Data to use START

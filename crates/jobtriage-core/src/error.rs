//! Error types for job triage

/// Result type alias using the triage Error type
pub type Result<T> = std::result::Result<T, Error>;

/// Core error type for triage operations
#[derive(Debug, thiserror::Error)]
pub enum Error {
    /// Lexical classifier construction or execution errors
    #[error("classifier error: {0}")]
    Classifier(String),

    /// Semantic (Tier 2) backend errors: transport, status, or decode failures
    #[error("semantic classifier error: {0}")]
    Semantic(String),

    /// Configuration errors
    #[error("configuration error: {0}")]
    Config(String),

    /// Aggregation was asked to summarise a call with no jobs
    #[error("cannot recommend a route for a call with no jobs")]
    EmptyBatch,

    /// Network/IO errors
    #[error("io error: {0}")]
    Io(#[from] std::io::Error),

    /// Serialization errors
    #[error("serialization error: {0}")]
    Serialization(#[from] serde_json::Error),

    /// Timeout errors
    #[error("operation timed out")]
    Timeout,

    /// The surrounding call ended before the operation completed
    #[error("operation cancelled")]
    Cancelled,

    /// Generic internal errors
    #[error("internal error: {0}")]
    Internal(String),
}

impl Error {
    /// Create a new classifier error
    pub fn classifier(msg: impl Into<String>) -> Self {
        Self::Classifier(msg.into())
    }

    /// Create a new semantic classifier error
    pub fn semantic(msg: impl Into<String>) -> Self {
        Self::Semantic(msg.into())
    }

    /// Create a new configuration error
    pub fn config(msg: impl Into<String>) -> Self {
        Self::Config(msg.into())
    }

    /// Create a new internal error
    pub fn internal(msg: impl Into<String>) -> Self {
        Self::Internal(msg.into())
    }
}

Data to use END

- _Task directions_
Scan the records for the string "Self". Copy each line in which it appears.

- _Solved problem_
    pub fn classifier(msg: impl Into<String>) -> Self {
        Self::Classifier(msg.into())
    pub fn semantic(msg: impl Into<String>) -> Self {
        Self::Semantic(msg.into())
    pub fn config(msg: impl Into<String>) -> Self {
        Self::Config(msg.into())
    pub fn internal(msg: impl Into<String>) -> Self {
        Self::Internal(msg.into())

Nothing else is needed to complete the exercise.